Procalcitonin level comparison in HIV/AIDS patients between non-bacterial and bacterial pneumonia in east Indonesia
Isnin Anang Marhana1*, Adhari Ajipurnomo1, Resti Yudhawati1, Kazufumi Shimizu2, Oski Illiandri3
1Department of Pulmonology and Respiratory Medicine, Faculty of Medicine, Universitas Airlangga, Dr. Soetomo Hospital Surabaya, East Java, Indonesia. 2Indonesia-Japan Collaborative Research Centre, Institute of Tropical Disease, Universitas Airlangga, Dr. Soetomo Hospital Surabaya, East Java, Indonesia. 3Department of Biomedicine, School of Medicine, Lambung Mangkurat University of Banjarmasin, Kalimantan Selatan, Indonesia.
Correspondence: Isnin Anang Marhana, Department of Pulmonology and Respiratory Medicine, Faculty of Medicine, Universitas Airlangga, Dr. Soetomo Hospital Surabaya, East Java, Indonesia. [email protected]
ABSTRACT
Lower respiratory tract infections including pneumonia were the most common diseases diagnosed in HIV/AIDS patients. Bacteria, fungi, and viruses were pathogens that were often detected in pneumonia cases and required different management. Infection biomarkers including procalcitonin will give clinicians scientific reasoning to determine the etiology of pneumonia. However, procalcitonin level in bacterial and non-bacterial pneumonia in HIV/AIDS patients is still poorly understood. This study was conducted to compare levels of procalcitonin bacterial and non-bacterial pneumonia in HIV/AIDS patients. This research was a cross-sectional designed study with a consecutive sampling technique and has been conducted in the HIV ward of Dr. Soetomo Public Hospital which is an East Indonesian HIV referral hospital. Samples were HIV with pneumonia co-infection patients who were hospitalized and met the inclusion criteria. Total samples were twenty subjects divided into three groups. They were eight samples in the bacterial pneumonia group, six samples in the non-bacterial pneumonia group, and six samples in the mixed group. We found that levels of procalcitonin in the bacterial group had higher mean and median values than in the non-bacterial group (12.35 ng/mL and 2.76 ng/mL vs 1.45 ng/mL and 1.35 ng/mL), but the difference was not significant (p=0.302). Procalcitonin also did not correlate with the number of leukocytes, neutrophils, and CD4. There was no significant difference in the value of procalcitonin in bacterial and non-bacterial pneumonia in HIV/AIDS patients.

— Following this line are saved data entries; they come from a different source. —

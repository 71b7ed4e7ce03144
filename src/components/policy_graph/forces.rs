//! Position-based force passes run after each `force_graph` integration
//! step. Pinned bodies are never moved.

use std::f64::consts::PI;

use crate::components::scene::Point;

/// Unit direction for bodies sitting on top of each other, stable per pair.
fn jiggle(a: usize, b: usize) -> (f64, f64) {
	let angle = (a * 31 + b * 17) as f64 * PI * (3.0 - 5f64.sqrt());
	(angle.cos(), angle.sin())
}

/// Springs with a rest length. Each link is corrected towards `distance`
/// by `alpha / min(degree)`, split by endpoint degree.
pub fn link(
	positions: &mut [Point],
	links: &[(usize, usize)],
	distance: f64,
	alpha: f64,
	pinned: &[bool],
) {
	let mut degree = vec![0usize; positions.len()];
	for &(s, t) in links {
		degree[s] += 1;
		degree[t] += 1;
	}

	for &(s, t) in links {
		if s == t {
			continue;
		}
		let (ps, pt) = (positions[s], positions[t]);
		let (mut dx, mut dy) = (pt.x - ps.x, pt.y - ps.y);
		let mut len = dx.hypot(dy);
		if len < 1e-9 {
			(dx, dy) = jiggle(s, t);
			len = 1.0;
		}
		let strength = 1.0 / degree[s].min(degree[t]) as f64;
		let f = (len - distance) / len * alpha * strength;
		let (fx, fy) = (dx * f, dy * f);
		let bias = degree[s] as f64 / (degree[s] + degree[t]) as f64;

		match (pinned[s], pinned[t]) {
			(true, true) => {}
			(true, false) => {
				positions[t].x -= fx;
				positions[t].y -= fy;
			}
			(false, true) => {
				positions[s].x += fx;
				positions[s].y += fy;
			}
			(false, false) => {
				positions[t].x -= fx * bias;
				positions[t].y -= fy * bias;
				positions[s].x += fx * (1.0 - bias);
				positions[s].y += fy * (1.0 - bias);
			}
		}
	}
}

/// Shift free bodies so the layout's mean sits on `center`.
pub fn center(positions: &mut [Point], center: Point, strength: f64, pinned: &[bool]) {
	if positions.is_empty() {
		return;
	}
	let n = positions.len() as f64;
	let (sx, sy) = positions
		.iter()
		.fold((0.0, 0.0), |(sx, sy), p| (sx + p.x, sy + p.y));
	let (dx, dy) = ((center.x - sx / n) * strength, (center.y - sy / n) * strength);
	for (p, _) in positions.iter_mut().zip(pinned).filter(|(_, pinned)| !**pinned) {
		p.x += dx;
		p.y += dy;
	}
}

/// Push overlapping circles apart. A free body facing a pinned one takes
/// the whole correction.
pub fn collide(positions: &mut [Point], radii: &[f64], strength: f64, pinned: &[bool]) {
	let n = positions.len();
	for i in 0..n {
		for j in (i + 1)..n {
			if pinned[i] && pinned[j] {
				continue;
			}
			let reach = radii[i] + radii[j];
			let (dx, dy) = (positions[j].x - positions[i].x, positions[j].y - positions[i].y);
			let len = dx.hypot(dy);
			if len >= reach {
				continue;
			}
			let (ux, uy) = if len < 1e-9 {
				jiggle(i, j)
			} else {
				(dx / len, dy / len)
			};
			let push = (reach - len) * strength;
			let (share_i, share_j) = match (pinned[i], pinned[j]) {
				(true, _) => (0.0, 1.0),
				(_, true) => (1.0, 0.0),
				_ => (0.5, 0.5),
			};
			positions[i].x -= ux * push * share_i;
			positions[i].y -= uy * push * share_i;
			positions[j].x += ux * push * share_j;
			positions[j].y += uy * push * share_j;
		}
	}
}

#[cfg(test)]
mod tests {
	use super::*;

	#[test]
	fn link_restores_rest_length() {
		let mut pos = vec![Point::new(0.0, 0.0), Point::new(200.0, 0.0)];
		link(&mut pos, &[(0, 1)], 80.0, 1.0, &[false, false]);
		assert!((pos[0].distance(pos[1]) - 80.0).abs() < 1e-9);
		assert!((pos[0].x - 60.0).abs() < 1e-9);
	}

	#[test]
	fn link_moves_only_free_end() {
		let mut pos = vec![Point::new(0.0, 0.0), Point::new(0.0, 100.0)];
		link(&mut pos, &[(0, 1)], 80.0, 1.0, &[true, false]);
		assert_eq!(pos[0], Point::new(0.0, 0.0));
		assert!((pos[1].y - 80.0).abs() < 1e-9);
	}

	#[test]
	fn center_moves_mean() {
		let mut pos = vec![Point::new(0.0, 0.0), Point::new(10.0, 20.0)];
		center(&mut pos, Point::new(100.0, 100.0), 1.0, &[false, false]);
		let mean = pos[0].lerp(pos[1], 0.5);
		assert!(mean.distance(Point::new(100.0, 100.0)) < 1e-9);
	}

	#[test]
	fn collide_separates_overlaps() {
		let mut pos = vec![Point::new(0.0, 0.0), Point::new(5.0, 0.0)];
		collide(&mut pos, &[10.0, 10.0], 1.0, &[false, false]);
		assert!((pos[0].distance(pos[1]) - 20.0).abs() < 1e-9);
	}

	#[test]
	fn collide_splits_coincident_bodies() {
		let mut pos = vec![Point::new(3.0, 3.0), Point::new(3.0, 3.0)];
		collide(&mut pos, &[6.0, 6.0], 1.0, &[false, true]);
		assert_eq!(pos[1], Point::new(3.0, 3.0));
		assert!(pos[0].distance(pos[1]) > 11.0);
	}
}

Keywords: Pneumonia, Bacterial, Procalcitonin, Neutrophils, CD4, HIV
Introduction
Human Immunodeficiency Virus (HIV) was first recognized as a separate medical entity in 1981 [1]. HIV infections had risen steadily since 1996 [2-4], and the use of combination antiretroviral therapy effectively in developing countries related to longer life expectancy. United Nations Programme on HIV/AIDS (UNAID) reported that in 2017 there were approximately 36.9 million people worldwide living with HIV. Data from the Directorate General of Disease Prevention and Control in Indonesia showed around 242,699 cases of HIV/AIDS in 2017, of which East Java province was in the second rank [5-7].
The lung is still the most often attacked organ by various pathogens. The incidence of lung disease was 70% after the widespread use of antiretrovirals (ARV) therapy. Bacterial pneumonia occurred 12 fold in HIV patients ie, 8.5 cases in 100 HIV patients per year, and was associated with a high mortality rate [8].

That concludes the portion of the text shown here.